::: SUPPLIED ENTRIES :::

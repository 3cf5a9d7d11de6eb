//! Configuration and option types for the Link SDK adapter.
//!
//! These types represent the configuration the caller hands to the session
//! manager and the options forwarded to the vendor session's `open`/`exit`
//! operations. They are designed for serialization to the vendor's JSON
//! configuration shape.

mod config;
mod options;

pub use config::{LinkConfig, LinkConfigBuilder, OnLoad};
pub use options::{ExitOptions, OpenOptions, OpenOptionsBuilder};
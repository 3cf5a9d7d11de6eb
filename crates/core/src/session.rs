//! The live session slot entry.
//!
//! A session moves through `live → exiting → destroyed`; teardown is
//! fire-and-forget, and `destroy` runs only from the vendor's
//! exit-completion callback so it can never race a pending exit.

use std::sync::Arc;
use std::sync::atomic::{AtomicBool, Ordering};

use link_protocol::ExitOptions;
use link_runtime::VendorSession;

/// One live vendor session plus the manager's frame-loaded observation.
pub(crate) struct ActiveSession {
    session: Arc<dyn VendorSession>,
    iframe_loaded: Arc<AtomicBool>,
}

impl ActiveSession {
    pub(crate) fn new(session: Arc<dyn VendorSession>, iframe_loaded: Arc<AtomicBool>) -> Self {
        Self {
            session,
            iframe_loaded,
        }
    }

    /// True once the session's own `onLoad` has fired.
    pub(crate) fn iframe_loaded(&self) -> bool {
        self.iframe_loaded.load(Ordering::SeqCst)
    }

    /// Clones out the vendor handle so callers can operate on it without
    /// holding the slot lock.
    pub(crate) fn vendor(&self) -> Arc<dyn VendorSession> {
        Arc::clone(&self.session)
    }

    /// Force-exits the session and destroys it once the vendor reports the
    /// exit complete. Consumes the entry: a torn-down session is never
    /// operated on again.
    pub(crate) fn teardown(self) {
        tracing::debug!(target: "link.session", "force-exiting session");
        let session = Arc::clone(&self.session);
        self.session.exit(
            ExitOptions::forced(),
            Box::new(move || {
                tracing::debug!(target: "link.session", "exit complete, destroying session");
                session.destroy();
            }),
        );
    }
}
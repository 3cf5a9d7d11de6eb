//! Collaborator contracts for the vendor SDK.
//!
//! The vendor SDK's internals (embedded frame, OAuth redirect handling,
//! token exchange) are entirely opaque; this module only pins down the
//! surface the session manager drives: a factory that creates sessions and
//! the three session operations `open`, `exit`, `destroy`.

use std::fmt;
use std::sync::Arc;

use serde_json::{Map, Value, json};

use link_protocol::{ExitOptions, LinkConfig, OnLoad, OpenOptions};

use crate::error::Result;

/// Callback fired by the vendor when an `exit` request has completed.
pub type ExitCallback = Box<dyn FnOnce() + Send>;

/// Merged configuration handed to the vendor factory.
///
/// Built from the caller's [`LinkConfig`] with `on_load` replaced by the
/// manager's wrapper, which marks the session's frame-loaded flag before
/// invoking the caller's own callback.
#[derive(Clone)]
pub struct SessionConfig {
    /// Opaque link token.
    pub token: Option<String>,
    /// OAuth continuation redirect URI.
    pub received_redirect_uri: Option<String>,
    /// Opaque vendor options forwarded verbatim.
    pub extra: Map<String, Value>,
    /// Frame-loaded callback, already wrapped by the manager.
    pub on_load: OnLoad,
}

impl SessionConfig {
    /// Merges the caller's configuration with the manager's wrapped callback.
    pub fn merge(config: &LinkConfig, on_load: OnLoad) -> Self {
        Self {
            token: config.token.clone(),
            received_redirect_uri: config.received_redirect_uri.clone(),
            extra: config.extra.clone(),
            on_load,
        }
    }

    /// Renders the JSON shape a real vendor `create` call expects.
    ///
    /// The callback is not representable in JSON; bridging implementations
    /// register it separately.
    pub fn to_vendor_json(&self) -> Value {
        let mut value = Value::Object(self.extra.clone());
        if let Some(token) = &self.token {
            value["token"] = json!(token);
        }
        if let Some(uri) = &self.received_redirect_uri {
            value["receivedRedirectUri"] = json!(uri);
        }
        value
    }
}

impl fmt::Debug for SessionConfig {
    fn fmt(&self, f: &mut fmt::Formatter<'_>) -> fmt::Result {
        f.debug_struct("SessionConfig")
            .field("token", &self.token)
            .field("received_redirect_uri", &self.received_redirect_uri)
            .field("extra", &self.extra)
            .finish()
    }
}

/// One live vendor session, created by a [`VendorFactory`].
///
/// Operations mirror the vendor's session object. `exit` is asynchronous on
/// the vendor side; `on_exited` fires when the exit has completed, and
/// `destroy` must only ever be invoked from that callback so a destroy never
/// races a pending exit.
pub trait VendorSession: Send + Sync {
    /// Opens the vendor UI, optionally preselecting an institution.
    fn open(&self, options: Option<&OpenOptions>);

    /// Requests that the session exit; `on_exited` fires on completion.
    fn exit(&self, options: ExitOptions, on_exited: ExitCallback);

    /// Releases the session's resources. Call only after `exit` completed.
    fn destroy(&self);
}

/// The vendor's `create` entry point, installed into the
/// [`VendorGlobal`](crate::VendorGlobal) by the executed script.
pub trait VendorFactory: Send + Sync {
    /// Creates a session from the merged configuration.
    fn create(&self, config: SessionConfig) -> Result<Arc<dyn VendorSession>>;
}

#[cfg(test)]
mod tests {
    use super::*;
    use link_protocol::LinkConfig;
    use serde_json::json;

    #[test]
    fn merge_carries_caller_fields_verbatim() {
        let config = LinkConfig::builder()
            .token("link-sandbox-123")
            .vendor_option("env", json!("sandbox"))
            .build();

        let merged = SessionConfig::merge(&config, Arc::new(|| {}));
        assert_eq!(merged.token.as_deref(), Some("link-sandbox-123"));
        assert!(merged.received_redirect_uri.is_none());

        let value = merged.to_vendor_json();
        assert_eq!(value["token"], "link-sandbox-123");
        assert_eq!(value["env"], "sandbox");
    }

    #[test]
    fn vendor_json_includes_redirect_uri() {
        let config = LinkConfig::builder()
            .received_redirect_uri("https://host.example/oauth")
            .build();
        let merged = SessionConfig::merge(&config, Arc::new(|| {}));
        let value = merged.to_vendor_json();
        assert_eq!(value["receivedRedirectUri"], "https://host.example/oauth");
        assert!(value.get("token").is_none());
    }
}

:::

§ **EXERCISE PROMPT**:
All lines carrying the word "OpenOptions" must be copied from the data above.

§ **ANSWER**:
pub use options::{ExitOptions, OpenOptions, OpenOptionsBuilder};
use link_protocol::{ExitOptions, LinkConfig, OnLoad, OpenOptions};
    fn open(&self, options: Option<&OpenOptions>);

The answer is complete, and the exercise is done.